- [WORK REQUEST] Filter the entries that follow, copying every line in which the word "FromStr" appears.

Items from a data source:
+ + +
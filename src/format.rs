//! Output format handling for tally
//!
//! Supports two output formats:
//! - human: Readable, concise output for terminal use
//! - json: Stable, machine-readable JSON (the document shapes the original
//!   gradebook web client consumed)

use std::fmt;
use std::str::FromStr;

use serde::{Deserialize, Serialize};

use tally_core::error::TallyError;

/// Output format for tally commands
#[derive(Debug, Clone, Copy, PartialEq, Eq, Default, Serialize, Deserialize)]
#[serde(rename_all = "lowercase")]
pub enum OutputFormat {
    /// Human-readable output (default)
    #[default]
    Human,
    /// JSON output for machine consumption
    Json,
}

impl FromStr for OutputFormat {
    type Err = TallyError;

    fn from_str(s: &str) -> Result<Self, Self::Err> {
        match s.to_lowercase().as_str() {
            "human" => Ok(OutputFormat::Human),
            "json" => Ok(OutputFormat::Json),
            other => Err(TallyError::UnknownFormat(other.to_string())),
        }
    }
}

impl fmt::Display for OutputFormat {
    fn fmt(&self, f: &mut fmt::Formatter<'_>) -> fmt::Result {
        match self {
            OutputFormat::Human => write!(f, "human"),
            OutputFormat::Json => write!(f, "json"),
        }
    }
}
//! Tally - rubric-based grading CLI
//!
//! A command-line tool for authoring grading rubrics, scoring student
//! submissions against them, and keeping score cards synchronized as
//! rubrics evolve.

mod cli;
mod commands;
mod format;

use std::env;
use std::process::ExitCode;
use std::time::Instant;

use clap::Parser;

use cli::{Cli, OutputFormat};
use tally_core::error::{ExitCode as TallyExitCode, TallyError};
use tally_core::logging;

fn main() -> ExitCode {
    let start = Instant::now();

    let argv_format_json = argv_requests_json();

    let cli = match Cli::try_parse() {
        Ok(cli) => cli,
        Err(err) => {
            // `--format` is a global flag, but clap may fail parsing before we
            // can inspect `Cli.format`. If the user requested JSON output,
            // emit a structured error envelope.
            if argv_format_json {
                let tally_error = match err.kind() {
                    // Help and version are informational, let clap handle them
                    clap::error::ErrorKind::DisplayHelp
                    | clap::error::ErrorKind::DisplayVersion => err.exit(),
                    clap::error::ErrorKind::ValueValidation
                    | clap::error::ErrorKind::InvalidValue
                    | clap::error::ErrorKind::InvalidSubcommand
                    | clap::error::ErrorKind::UnknownArgument
                    | clap::error::ErrorKind::ArgumentConflict
                    | clap::error::ErrorKind::MissingRequiredArgument => {
                        TallyError::UsageError(err.to_string())
                    }
                    _ => TallyError::Other(err.to_string()),
                };

                eprintln!("{}", tally_error.to_json());
                return ExitCode::from(tally_error.exit_code() as u8);
            }

            err.exit();
        }
    };

    // Initialize structured logging
    if let Err(e) = logging::init_tracing(cli.verbose, cli.log_level.as_deref(), cli.log_json) {
        eprintln!("Warning: Failed to initialize logging: {}", e);
    }

    tracing::debug!(elapsed = ?start.elapsed(), "parse_args");

    let result = commands::dispatch::run(&cli, start);

    match result {
        Ok(()) => ExitCode::from(TallyExitCode::Success as u8),
        Err(e) => {
            let exit_code = e.exit_code();

            if cli.format == OutputFormat::Json {
                eprintln!("{}", e.to_json());
            } else if !cli.quiet {
                eprintln!("error: {}", e);
            }

            ExitCode::from(exit_code as u8)
        }
    }
}

fn argv_requests_json() -> bool {
    let mut args = env::args().skip(1);
    while let Some(arg) = args.next() {
        if arg == "--format" {
            if args.next().is_some_and(|v| v == "json") {
                return true;
            }
        } else if arg == "--format=json" {
            return true;
        }
    }
    false
}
+ + +
- [ANSWER FOR THIS EXERCISE]
use std::str::FromStr;
impl FromStr for OutputFormat {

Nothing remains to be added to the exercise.